[What needs to be done] If a line of the records holds the word "dimmed", copy it out.

[Saved entries]
· · · · ·
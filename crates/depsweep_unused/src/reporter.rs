use std::{
    env,
    io::{self, Write},
    path::{Component, Path, PathBuf},
};

use colored::Colorize;
use log::{debug, trace};

use crate::types::{AnalysisResult, PackageDetail};

/// Format a byte count as a human-readable string.
pub fn format_size(bytes: u64) -> String {
    const KB: u64 = 1024;
    const MB: u64 = KB * 1024;
    const GB: u64 = MB * 1024;

    if bytes >= GB {
        format!("{:.2} GB", bytes as f64 / GB as f64)
    } else if bytes >= MB {
        format!("{:.2} MB", bytes as f64 / MB as f64)
    } else if bytes >= KB {
        format!("{:.2} KB", bytes as f64 / KB as f64)
    } else {
        format!("{} B", bytes)
    }
}

/// Root-relative path re-expressed relative to the working directory, so
/// terminals can turn it into a link.
fn relativize_to_cwd(root: &Path, relative_to_root: &Path) -> String {
    let Ok(cwd) = env::current_dir() else {
        debug!("Failed to get current directory");
        return relative_to_root.display().to_string();
    };
    let abs_path = root.join(relative_to_root);
    match make_relative(&abs_path, &cwd) {
        Some(rel_path) => rel_path.display().to_string(),
        None => {
            trace!("Could not relativize {:?}, using original", relative_to_root);
            relative_to_root.display().to_string()
        }
    }
}

/// Path from `base` to `target`, or None when they share no root.
fn make_relative(target: &Path, base: &Path) -> Option<PathBuf> {
    let target_parts: Vec<Component> = target.components().collect();
    let base_parts: Vec<Component> = base.components().collect();

    if target_parts.first() != base_parts.first() {
        return None;
    }

    let common = target_parts.iter().zip(&base_parts).take_while(|(t, b)| t == b).count();

    let mut result = PathBuf::new();
    for _ in &base_parts[common..] {
        result.push("..");
    }
    for component in &target_parts[common..] {
        match component {
            Component::Normal(p) => result.push(p),
            Component::ParentDir => result.push(".."),
            Component::CurDir | Component::RootDir | Component::Prefix(_) => {}
        }
    }

    if result.as_os_str().is_empty() { Some(PathBuf::from(".")) } else { Some(result) }
}

fn describe(detail: Option<&PackageDetail>) -> (String, String) {
    match detail {
        Some(d) => (format!("v{}", d.version), format!("[{}]", format_size(d.size_bytes))),
        None => ("v?".to_string(), "[?]".to_string()),
    }
}

pub fn print_json<W: Write>(writer: &mut W, result: &AnalysisResult) -> io::Result<()> {
    serde_json::to_writer_pretty(&mut *writer, result)?;
    writeln!(writer)?;
    writer.flush()
}

pub fn print_report<W: Write>(
    writer: &mut W,
    result: &AnalysisResult,
    root: &Path,
) -> io::Result<()> {
    debug!(
        "Printing report: {} used, {} unused, {} errors",
        result.used.len(),
        result.unused.len(),
        result.errors.len()
    );

    writeln!(writer, "\n{} Dependency analysis for {}\n", "📦".bold(), root.display())?;

    writeln!(writer, "{}", "Used dependencies:".bold())?;
    if result.used.is_empty() {
        writeln!(writer, "  {}", "none".dimmed())?;
    }
    for name in &result.used {
        let (version, size) = describe(result.package_details.get(name));
        writeln!(
            writer,
            "  {} {} {} {}",
            "✓".green(),
            name.bold(),
            version.dimmed(),
            size.blue()
        )?;
    }

    if !result.unused.is_empty() {
        writeln!(writer, "\n{}", "Unused dependencies:".bold())?;
        for name in &result.unused {
            let (version, size) = describe(result.package_details.get(name));
            writeln!(
                writer,
                "  {} {} {} {}",
                "✗".red(),
                name.bold(),
                version.dimmed(),
                size.blue()
            )?;
        }
    }

    if !result.errors.is_empty() {
        writeln!(writer, "\n{}", "Errors encountered:".bold())?;
        for error in &result.errors {
            writeln!(
                writer,
                "  {} {}: {}",
                "!".red(),
                relativize_to_cwd(root, &error.file).blue(),
                error.message
            )?;
        }
    }

    print_summary(writer, result)?;
    writer.flush()
}

fn print_summary<W: Write>(writer: &mut W, result: &AnalysisResult) -> io::Result<()> {
    let total = result.used.len() + result.unused.len();

    writeln!(writer, "\n{}", "─".repeat(60).dimmed())?;
    writeln!(writer, "{}", "Summary".bold())?;
    writeln!(writer, "  {} used dependencies", result.used.len().to_string().green().bold())?;
    writeln!(writer, "  {} unused dependencies", result.unused.len().to_string().red().bold())?;
    if total > 0 {
        let usage = result.used.len() * 100 / total;
        writeln!(writer, "  Usage: {}%", usage.to_string().cyan())?;
    }
    if !result.includes_dev_dependencies {
        writeln!(writer, "  {}", "devDependencies not included (use --dev)".dimmed())?;
    }

    if !result.unused.is_empty() {
        let reclaimable: u64 = result
            .unused
            .iter()
            .filter_map(|name| result.package_details.get(name))
            .map(|d| d.size_bytes)
            .sum();
        writeln!(writer, "  Unused on disk: {}", format_size(reclaimable).yellow())?;
        writeln!(
            writer,
            "\n{} Unused means no static import was found. Check for runtime-built requires, \
             CLI tools and config-file references before removing anything.",
            "⚠".yellow().bold()
        )?;
    }

    Ok(())
}

#[cfg(test)]
mod tests {
    use super::*;
    use depsweep_core::FileAnalysisError;

    fn sample() -> AnalysisResult {
        let mut result = AnalysisResult {
            includes_dev_dependencies: false,
            files_analyzed: 2,
            ..Default::default()
        };
        result.used.insert("react".to_string());
        result.unused.insert("left-pad".to_string());
        for (name, version, size) in [("react", "18.2.0", 2048), ("left-pad", "1.3.0", 512)] {
            result.package_details.insert(
                name.to_string(),
                PackageDetail { name: name.to_string(), version: version.to_string(), size_bytes: size },
            );
        }
        result.errors.push(FileAnalysisError::new("src/broken.js", "Failed to parse: boom"));
        result
    }

    #[test]
    fn test_format_size() {
        assert_eq!(format_size(0), "0 B");
        assert_eq!(format_size(1023), "1023 B");
        assert_eq!(format_size(1024), "1.00 KB");
        assert_eq!(format_size(1536), "1.50 KB");
        assert_eq!(format_size(1048576), "1.00 MB");
        assert_eq!(format_size(1073741824), "1.00 GB");
    }

    #[test]
    fn test_print_report_lists_everything() {
        colored::control::set_override(false);
        let mut out = Vec::new();
        print_report(&mut out, &sample(), Path::new("/project")).unwrap();
        let text = String::from_utf8(out).unwrap();

        assert!(text.contains("✓ react v18.2.0 [2.00 KB]"));
        assert!(text.contains("✗ left-pad v1.3.0 [512 B]"));
        assert!(text.contains("Failed to parse: boom"));
        assert!(text.contains("Usage: 50%"));
        assert!(text.contains("Unused on disk: 512 B"));
    }

    #[test]
    fn test_print_report_empty_project() {
        colored::control::set_override(false);
        let mut out = Vec::new();
        print_report(&mut out, &AnalysisResult::default(), Path::new("/project")).unwrap();
        let text = String::from_utf8(out).unwrap();

        assert!(text.contains("none"));
        assert!(!text.contains("Usage:"));
        assert!(!text.contains("Unused dependencies:"));
    }

    #[test]
    fn test_print_json_shape() {
        let mut out = Vec::new();
        print_json(&mut out, &sample()).unwrap();
        let v: serde_json::Value = serde_json::from_slice(&out).unwrap();

        assert_eq!(v["used"], serde_json::json!(["react"]));
        assert_eq!(v["unused"], serde_json::json!(["left-pad"]));
        assert_eq!(v["packageDetails"]["react"]["sizeBytes"], 2048);
        assert_eq!(v["errors"][0]["file"], "src/broken.js");
        assert_eq!(v["includesDevDependencies"], false);
    }

    #[test]
    fn test_make_relative_same_dir() {
        let result = make_relative(Path::new("/project/src/file.ts"), Path::new("/project/src"));
        assert_eq!(result, Some(PathBuf::from("file.ts")));
    }

    #[test]
    fn test_make_relative_parent_dir() {
        let result =
            make_relative(Path::new("/project/src/file.ts"), Path::new("/project/src/components"));
        assert_eq!(result, Some(PathBuf::from("../file.ts")));
    }

    #[test]
    fn test_make_relative_sibling_dir() {
        let result =
            make_relative(Path::new("/project/apps/web/index.ts"), Path::new("/project/apps/api"));
        assert_eq!(result, Some(PathBuf::from("../web/index.ts")));
    }

    #[test]
    fn test_make_relative_same_path() {
        let result = make_relative(Path::new("/project/src"), Path::new("/project/src"));
        assert_eq!(result, Some(PathBuf::from(".")));
    }

    #[test]
    fn test_make_relative_no_shared_root() {
        assert_eq!(make_relative(Path::new("relative/a"), Path::new("/abs/b")), None);
    }
}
· · · · ·
[Answer space]
        writeln!(writer, "  {}", "none".dimmed())?;
            version.dimmed(),
                version.dimmed(),
    writeln!(writer, "\n{}", "─".repeat(60).dimmed())?;
        writeln!(writer, "  {}", "devDependencies not included (use --dev)".dimmed())?;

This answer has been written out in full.